The instruction works as follows:
erepeat loc_80B5AA
lw $3, ($2)
loc_80B5AA:
and3 $1, $3, 1
beqz $1, loc_80B5B0
is equivalent to
while (1) {
lw $3, ($2)
loc_80B5AA:
and3 $1, $3, 1
beqz $1, loc_80B5B0
}
(Notice that 1 more instruction is executed past the label specified in erepeat)
The problem is that there is no instruction at the end of the loop so I cannot add a symbol at the end which would perform a branch back to the top.
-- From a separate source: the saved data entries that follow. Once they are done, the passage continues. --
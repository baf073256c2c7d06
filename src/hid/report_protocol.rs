//! HID Report Protocol parser and field extractor.
//!
//! Parses HID Report Descriptors into a bounded table of field
//! locations, then pulls typed values out of raw report bytes using
//! those locations. This enables support for devices that do not
//! declare a boot protocol - composite trackpoint keyboards being the
//! motivating case.
//!
//! ## HID Report Descriptor Structure
//!
//! A Report Descriptor is a sequence of items that describe the
//! format of HID reports. Key items:
//! - Usage Page: category of usages (keyboard, mouse, consumer, etc.)
//! - Usage: specific function within a page
//! - Report ID: identifies which report follows (if multiple)
//! - Report Size / Report Count: bits per field, number of fields
//! - Input/Output/Feature: direction of the report
//!
//! ## Limitations
//!
//! This implementation handles common cases but not the full HID spec:
//! - Only Generic Desktop X/Y/Wheel, Button-page and Keyboard-page
//!   input fields are retained; everything else just advances the bit
//!   cursor
//! - Nested collections are flattened; a Collection item resets the
//!   bit cursor to the report origin
//! - Push/Pop state and Usage Minimum/Maximum ranges are not tracked
//! - Fields wider than 16 bits cannot be extracted

use heapless::Vec;

use crate::config::MAX_REPORT_FIELDS;

// Item prefixes with the size bits masked out.
const ITEM_INPUT: u8 = 0x80;
const ITEM_COLLECTION: u8 = 0xA0;
const ITEM_USAGE_PAGE: u8 = 0x04;
const ITEM_USAGE: u8 = 0x08;
const ITEM_LOGICAL_MINIMUM: u8 = 0x14;
const ITEM_LOGICAL_MAXIMUM: u8 = 0x24;
const ITEM_REPORT_SIZE: u8 = 0x74;
const ITEM_REPORT_ID: u8 = 0x84;
const ITEM_REPORT_COUNT: u8 = 0x94;

/// Usage pages retained by the parser.
pub const USAGE_PAGE_GENERIC_DESKTOP: u16 = 0x01;
pub const USAGE_PAGE_KEYBOARD: u16 = 0x07;
pub const USAGE_PAGE_BUTTON: u16 = 0x09;

/// Generic Desktop usages.
pub const USAGE_POINTER: u16 = 0x01;
pub const USAGE_MOUSE: u16 = 0x02;
pub const USAGE_KEYBOARD: u16 = 0x06;
pub const USAGE_X: u16 = 0x30;
pub const USAGE_Y: u16 = 0x31;
pub const USAGE_WHEEL: u16 = 0x38;

/// What a retained field means for event classification.
#[derive(Clone, Copy, Debug, PartialEq, Eq)]
#[cfg_attr(feature = "defmt", derive(defmt::Format))]
pub enum FieldKind {
    MouseX,
    MouseY,
    MouseWheel,
    MouseButton,
    KeyboardModifier,
    KeyboardKey,
    Unknown,
}

/// Location and semantics of one input field, produced once at parse
/// time and immutable afterwards.
#[derive(Clone, Copy, Debug, PartialEq, Eq)]
#[cfg_attr(feature = "defmt", derive(defmt::Format))]
pub struct FieldDescriptor {
    /// Report ID this field belongs to, 0 when the device uses none.
    pub report_id: u8,
    /// Bit position of the field within the report. When a report ID
    /// is declared the cursor starts at 8 to account for the ID byte.
    pub bit_offset: u16,
    /// Field width in bits (the declared Report Size).
    pub bit_width: u8,
    pub usage_page: u16,
    pub usage: u16,
    /// Item bit 2: relative (deltas) vs absolute.
    pub is_relative: bool,
    pub logical_min: i32,
    pub logical_max: i32,
}

impl FieldDescriptor {
    /// Classification of this field for the usage→event-kind table.
    pub fn kind(&self) -> FieldKind {
        match self.usage_page {
            USAGE_PAGE_GENERIC_DESKTOP => match self.usage {
                USAGE_X => FieldKind::MouseX,
                USAGE_Y => FieldKind::MouseY,
                USAGE_WHEEL => FieldKind::MouseWheel,
                _ => FieldKind::Unknown,
            },
            USAGE_PAGE_BUTTON => FieldKind::MouseButton,
            USAGE_PAGE_KEYBOARD => {
                if self.usage == 0xE0 {
                    FieldKind::KeyboardModifier
                } else if (0x04..=0x65).contains(&self.usage) {
                    FieldKind::KeyboardKey
                } else {
                    FieldKind::Unknown
                }
            }
            _ => FieldKind::Unknown,
        }
    }

    /// Extract this field's value from a raw report.
    ///
    /// Returns `None` when the report carries a different report ID,
    /// when the field lies outside the report, or when the field is
    /// wider than 16 bits. Pure: reads only its arguments.
    pub fn extract(&self, report: &[u8]) -> Option<i32> {
        let mut offset = 0usize;
        if !report.is_empty() && self.report_id != 0 {
            if report[0] != self.report_id {
                return None;
            }
            offset = 1;
        }

        let byte_pos = self.bit_offset as usize / 8 + offset;
        let bit_offset = self.bit_offset as usize % 8;
        let width = self.bit_width as usize;

        if byte_pos >= report.len() {
            return None;
        }

        // Fields of up to 8 bits that fit within a single byte.
        if width <= 8 && bit_offset + width <= 8 {
            let mask = (1u32 << width) - 1;
            let raw = (report[byte_pos] as u32 >> bit_offset) & mask;
            return Some(self.sign_extend(raw));
        }

        // Fields of up to 16 bits spanning two bytes, little-endian.
        if width <= 16 && byte_pos + 1 < report.len() {
            let raw16 = u16::from_le_bytes([report[byte_pos], report[byte_pos + 1]]);
            let mask = (1u32 << width) - 1;
            let raw = (raw16 as u32 >> bit_offset) & mask;
            return Some(self.sign_extend(raw));
        }

        None
    }

    fn sign_extend(&self, raw: u32) -> i32 {
        let width = self.bit_width as u32;
        if width == 0 || width >= 32 {
            return raw as i32;
        }
        if self.logical_min < 0 && raw & (1 << (width - 1)) != 0 {
            (raw | (u32::MAX << width)) as i32
        } else {
            raw as i32
        }
    }
}

/// Bounded table of retained input fields for one interface.
#[derive(Clone, Debug, Default)]
pub struct ParsedDescriptor {
    fields: Vec<FieldDescriptor, MAX_REPORT_FIELDS>,
}

impl ParsedDescriptor {
    /// Parse a report descriptor into a field table.
    ///
    /// Never fails: a malformed or truncated descriptor yields however
    /// many fields were found before the scan stopped, possibly zero.
    /// The scan stops at the end of the input, when an item's payload
    /// would run past it, or when the table is full. No index at or
    /// beyond `desc.len()` is ever read.
    pub fn parse(desc: &[u8]) -> Self {
        let mut table = Self::default();

        // Current global/local item state.
        let mut usage_page: u16 = 0;
        let mut usage: u16 = 0;
        let mut report_id: u8 = 0;
        let mut report_size: u8 = 0;
        let mut report_count: u8 = 0;
        let mut logical_min: i32 = 0;
        let mut logical_max: i32 = 0;
        let mut bit_pos: u16 = 0;
        let mut has_report_id = false;

        let mut pos = 0usize;
        while pos < desc.len() && !table.fields.is_full() {
            let item = desc[pos];
            let size = item_payload_size(item);

            if pos + size >= desc.len() {
                break;
            }

            let value = item_value(&desc[pos + 1..pos + 1 + size]);

            match item & 0xFC {
                ITEM_USAGE_PAGE => usage_page = value as u16,
                ITEM_USAGE => usage = value as u16,
                ITEM_REPORT_ID => {
                    report_id = value as u8;
                    has_report_id = true;
                    // The ID byte precedes every report using this id.
                    bit_pos = 8;
                }
                ITEM_REPORT_SIZE => report_size = value as u8,
                ITEM_REPORT_COUNT => report_count = value as u8,
                ITEM_LOGICAL_MINIMUM => logical_min = value,
                ITEM_LOGICAL_MAXIMUM => logical_max = value,
                ITEM_INPUT => {
                    // Bit 0 set marks constant (padding) fields.
                    if value & 0x01 == 0 && wanted(usage_page, usage) {
                        let _ = table.fields.push(FieldDescriptor {
                            report_id,
                            bit_offset: bit_pos,
                            bit_width: report_size,
                            usage_page,
                            usage,
                            is_relative: value & 0x04 != 0,
                            logical_min,
                            logical_max,
                        });
                    }

                    // The cursor advances whether or not the field was
                    // retained, and the transient usage is spent.
                    bit_pos = bit_pos.wrapping_add(report_size as u16 * report_count as u16);
                    usage = 0;
                }
                ITEM_COLLECTION => {
                    bit_pos = if has_report_id { 8 } else { 0 };
                }
                _ => {}
            }

            pos += size + 1;
        }

        table
    }

    pub fn fields(&self) -> &[FieldDescriptor] {
        &self.fields
    }

    pub fn is_empty(&self) -> bool {
        self.fields.is_empty()
    }

    pub fn len(&self) -> usize {
        self.fields.len()
    }

    /// True when any retained field sits on the keyboard usage page.
    pub fn has_keyboard_usages(&self) -> bool {
        self.fields
            .iter()
            .any(|f| f.usage_page == USAGE_PAGE_KEYBOARD)
    }

    /// True when any retained field is a pointer axis, wheel or button.
    pub fn has_mouse_usages(&self) -> bool {
        self.fields.iter().any(|f| {
            f.usage_page == USAGE_PAGE_BUTTON
                || (f.usage_page == USAGE_PAGE_GENERIC_DESKTOP
                    && matches!(f.usage, USAGE_X | USAGE_Y | USAGE_WHEEL))
        })
    }
}

fn wanted(usage_page: u16, usage: u16) -> bool {
    (usage_page == USAGE_PAGE_GENERIC_DESKTOP
        && matches!(usage, USAGE_X | USAGE_Y | USAGE_WHEEL))
        || usage_page == USAGE_PAGE_BUTTON
        || usage_page == USAGE_PAGE_KEYBOARD
}

/// Payload size encoded in an item's low two bits.
fn item_payload_size(item: u8) -> usize {
    match item & 0x03 {
        0 => 0,
        1 => 1,
        2 => 2,
        _ => 4,
    }
}

/// Item payload as a signed value (little-endian, sign-extended per
/// its declared size).
fn item_value(data: &[u8]) -> i32 {
    match data.len() {
        1 => data[0] as i8 as i32,
        2 => i16::from_le_bytes([data[0], data[1]]) as i32,
        4 => i32::from_le_bytes([data[0], data[1], data[2], data[3]]),
        _ => 0,
    }
}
The instruction/symbol is only present at the start of the loop so I need to propagate the label somehow.
What I've tried:
I've implemented erepeat as follows:
:erepeat rpe_ctx is op0015=0xe019 ; simm1631 [ rpe_ctx = inst_start + (simm1631 << 1); repeat_end = 2; globalset(rpe_ctx, repeat_end); ] {
rpb = inst_next;
rpe = rpe_ctx;
}
I'm using globalset to set a context variable on the end instruction that indicates it is the end of repeat. Also, I'm saving the next instruction address (beginning of the loop) to the $rpb register.
Then,
# Simulate mep delay slot in repeat/erepeat instructions
:^instruction is repeat_end=2 & instruction [ repeat_end=1; globalset(inst_next, repeat_end); repeat_end=0; ] {
build instruction;
}
:^instruction is repeat_end=1 & instruction [ repeat_end=0; ] {
build instruction;
goto [rpb];
}
I'm propagating the end 1 instruction further. Once the "real" end instruction is identified, I append a branch back to the start of the loop.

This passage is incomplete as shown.